Contacté par L’Orient-Le Jour, un observateur politique qualifie le risque de recourir à la rue de « sérieux ». « D’autant que c’est une autorité religieuse qui a évoqué cette possibilité », note-t-il, tout en confiant que les limites de cette escalade sont encore difficiles à identifier.

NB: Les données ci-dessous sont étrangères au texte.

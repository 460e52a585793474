//! Typed document tree and its JSON boundary.
//!
//! Editor state arrives as loosely shaped JSON. It is deserialized once into
//! [`RawNode`]s and then converted into [`DocumentNode`] variants; everything
//! downstream of [`parse`] works on typed variants only. Unknown node types
//! become paragraphs here, and nodes missing required fields are dropped here,
//! so the renderer never has to second-guess its input.

use crate::error::DocumentError;
use crate::style::TextFormat;
use crate::theme::heading_size;
use serde::de::DeserializeOwned;
use serde::{Deserialize, Deserializer};
use serde_json::Value;
use tracing::debug;

#[derive(Debug, Clone, Copy, PartialEq, Eq)]
pub enum ListKind {
    Ordered,
    Unordered,
    Checklist,
}

impl ListKind {
    fn from_wire(list_type: Option<&str>) -> Self {
        match list_type {
            Some("number") => ListKind::Ordered,
            Some("check") => ListKind::Checklist,
            _ => ListKind::Unordered,
        }
    }
}

#[derive(Debug, Clone, PartialEq)]
pub enum DocumentNode {
    Root {
        children: Vec<DocumentNode>,
    },
    Paragraph {
        children: Vec<DocumentNode>,
    },
    Heading {
        tag: String,
        children: Vec<DocumentNode>,
    },
    List {
        kind: ListKind,
        start: u64,
        items: Vec<DocumentNode>,
    },
    ListItem {
        children: Vec<DocumentNode>,
        checked: Option<bool>,
    },
    Quote {
        children: Vec<DocumentNode>,
    },
    Code {
        language: Option<String>,
        children: Vec<DocumentNode>,
    },
    Link {
        url: String,
        children: Vec<DocumentNode>,
    },
    Hashtag {
        children: Vec<DocumentNode>,
    },
    Table {
        rows: Vec<DocumentNode>,
    },
    TableRow {
        cells: Vec<DocumentNode>,
    },
    TableCell {
        children: Vec<DocumentNode>,
    },
    HorizontalRule,
    LineBreak,
    TextRun {
        text: String,
        format: TextFormat,
    },
}

/// Heading level for an `h1`..`h6` tag.
pub fn heading_level(tag: &str) -> Option<u8> {
    match tag {
        "h1" => Some(1),
        "h2" => Some(2),
        "h3" => Some(3),
        "h4" => Some(4),
        "h5" => Some(5),
        "h6" => Some(6),
        _ => None,
    }
}

/// Font size for a heading tag; unrecognized tags get 20.
pub fn heading_font_size(tag: &str) -> f32 {
    heading_size(heading_level(tag))
}

#[derive(Debug, Deserialize)]
struct Envelope {
    root: Option<RawNode>,
}

/// One node exactly as the editor serializes it.
///
/// `format` is an integer bit set on text nodes but an alignment string on
/// element nodes, so it stays untyped until conversion. Every other field is
/// read leniently: a value of the wrong type counts as absent, and children
/// stay untyped so that one malformed entry only loses itself.
#[derive(Debug, Default, Deserialize)]
#[serde(default, rename_all = "camelCase")]
struct RawNode {
    #[serde(rename = "type", deserialize_with = "lenient")]
    kind: Option<String>,
    #[serde(deserialize_with = "lenient")]
    children: Option<Vec<Value>>,
    #[serde(deserialize_with = "lenient")]
    text: Option<String>,
    format: Value,
    #[serde(deserialize_with = "lenient")]
    tag: Option<String>,
    #[serde(deserialize_with = "lenient")]
    list_type: Option<String>,
    #[serde(deserialize_with = "lenient")]
    start: Option<u64>,
    #[serde(deserialize_with = "lenient")]
    checked: Option<bool>,
    #[serde(deserialize_with = "lenient")]
    language: Option<String>,
    #[serde(deserialize_with = "lenient")]
    url: Option<String>,
}

/// Deserialize a field, treating a value of the wrong type as missing.
fn lenient<'de, D, T>(deserializer: D) -> Result<Option<T>, D::Error>
where
    D: Deserializer<'de>,
    T: DeserializeOwned,
{
    let value = Value::deserialize(deserializer)?;
    Ok(serde_json::from_value(value).ok())
}

impl RawNode {
    fn text_format(&self) -> TextFormat {
        self.format
            .as_u64()
            .and_then(|bits| u32::try_from(bits).ok())
            .map(TextFormat::from_bits_truncate)
            .unwrap_or_default()
    }
}

/// Parse editor JSON into a typed tree rooted at [`DocumentNode::Root`].
///
/// # Errors
///
/// Fails when the input is not JSON, has no `root` object, or the root has
/// no `children` array. Problems below the root never fail the parse.
pub fn parse(raw: &str) -> Result<DocumentNode, DocumentError> {
    DocumentNode::from_envelope(serde_json::from_str(raw)?)
}

impl DocumentNode {
    /// Convert an already decoded editor state (the object holding `root`).
    pub fn from_value(value: Value) -> Result<Self, DocumentError> {
        Self::from_envelope(serde_json::from_value(value)?)
    }

    fn from_envelope(envelope: Envelope) -> Result<Self, DocumentError> {
        let root = envelope.root.ok_or(DocumentError::MissingRoot)?;
        let children = root.children.ok_or(DocumentError::MissingChildren)?;

        Ok(DocumentNode::Root {
            children: convert_all(children),
        })
    }
}

/// Element types that own a `children` array.
const ELEMENT_TYPES: &[&str] = &[
    "root",
    "paragraph",
    "heading",
    "list",
    "listitem",
    "quote",
    "code",
    "link",
    "autolink",
    "hashtag",
    "table",
    "tablerow",
    "tablecell",
];

fn convert_all(nodes: Vec<Value>) -> Vec<DocumentNode> {
    nodes
        .into_iter()
        .filter_map(|value| match serde_json::from_value::<RawNode>(value) {
            Ok(raw) => convert(raw),
            Err(err) => {
                debug!(error = %err, "skipping child that is not a node object");
                None
            }
        })
        .collect()
}

fn convert(mut raw: RawNode) -> Option<DocumentNode> {
    let kind = raw.kind.take().unwrap_or_default();
    match kind.as_str() {
        "text" | "code-highlight" => {
            let format = raw.text_format();
            match raw.text {
                Some(text) => Some(DocumentNode::TextRun { text, format }),
                None => skip(&kind, "text"),
            }
        }
        "tab" => Some(DocumentNode::TextRun {
            text: "\t".to_string(),
            format: raw.text_format(),
        }),
        "linebreak" => Some(DocumentNode::LineBreak),
        "horizontalrule" => Some(DocumentNode::HorizontalRule),
        "hashtag" if raw.children.is_none() => {
            // Editors commonly store hashtags as text nodes.
            let format = raw.text_format();
            match raw.text {
                Some(text) => Some(DocumentNode::Hashtag {
                    children: vec![DocumentNode::TextRun { text, format }],
                }),
                None => skip(&kind, "children"),
            }
        }
        "link" | "autolink" if raw.url.is_none() => skip(&kind, "url"),
        _ => convert_element(&kind, raw),
    }
}

fn convert_element(kind: &str, raw: RawNode) -> Option<DocumentNode> {
    let format = raw.text_format();
    let Some(children) = raw.children else {
        // Unknown leaves (mentions, emoji) still show their text.
        return match raw.text {
            Some(text) if !ELEMENT_TYPES.contains(&kind) => {
                debug!(node_type = kind, "unknown leaf node, rendering its text");
                Some(DocumentNode::TextRun { text, format })
            }
            _ => skip(kind, "children"),
        };
    };
    let children = convert_all(children);

    let node = match kind {
        "root" => DocumentNode::Root { children },
        "paragraph" => DocumentNode::Paragraph { children },
        "heading" => DocumentNode::Heading {
            tag: raw.tag.unwrap_or_default(),
            children,
        },
        "list" => DocumentNode::List {
            kind: ListKind::from_wire(raw.list_type.as_deref()),
            start: raw.start.unwrap_or(1),
            items: children,
        },
        "listitem" => DocumentNode::ListItem {
            children,
            checked: raw.checked,
        },
        "quote" => DocumentNode::Quote { children },
        "code" => DocumentNode::Code {
            language: raw.language.filter(|lang| !lang.trim().is_empty()),
            children,
        },
        "link" | "autolink" => DocumentNode::Link {
            url: raw.url.unwrap_or_default(),
            children,
        },
        "hashtag" => DocumentNode::Hashtag { children },
        "table" => DocumentNode::Table { rows: children },
        "tablerow" => DocumentNode::TableRow { cells: children },
        "tablecell" => DocumentNode::TableCell { children },
        other => {
            debug!(node_type = other, "unknown node type, rendering as paragraph");
            DocumentNode::Paragraph { children }
        }
    };
    Some(node)
}

fn skip(kind: &str, field: &str) -> Option<DocumentNode> {
    debug!(node_type = kind, missing = field, "skipping node");
    None
}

Cette éventualité, les milieux proches de Aïn el-Tiné, ne semblent aucunement l’exclure, sans pour autant la confirmer. « Tout est possible », se contente de lancer un proche de Nabih Berry contacté par L’OLJ. « Nous refusons toute présence de la Libye à un événement qui se tient au Liban, à l’heure où le flou continue d’entourer l’affaire de l’imam Sadr », déclare-t-il sans détour, insistant lui aussi sur le fait qu’il s’agit d’une position de principe. « D’ailleurs, ce n’est pas la première fois que le mouvement Amal affiche une telle prise de position », souligne-t-il, assurant que le président de la Chambre, tout comme le parti qu’il dirige, ne fait que plaider pour que le sort de l’imam Sadr soit dévoilé une fois pour toutes. « C’est sur la base de cette logique que nous nous opposons à la participation de la Libye au sommet arabe », précise le proche du chef du législatif.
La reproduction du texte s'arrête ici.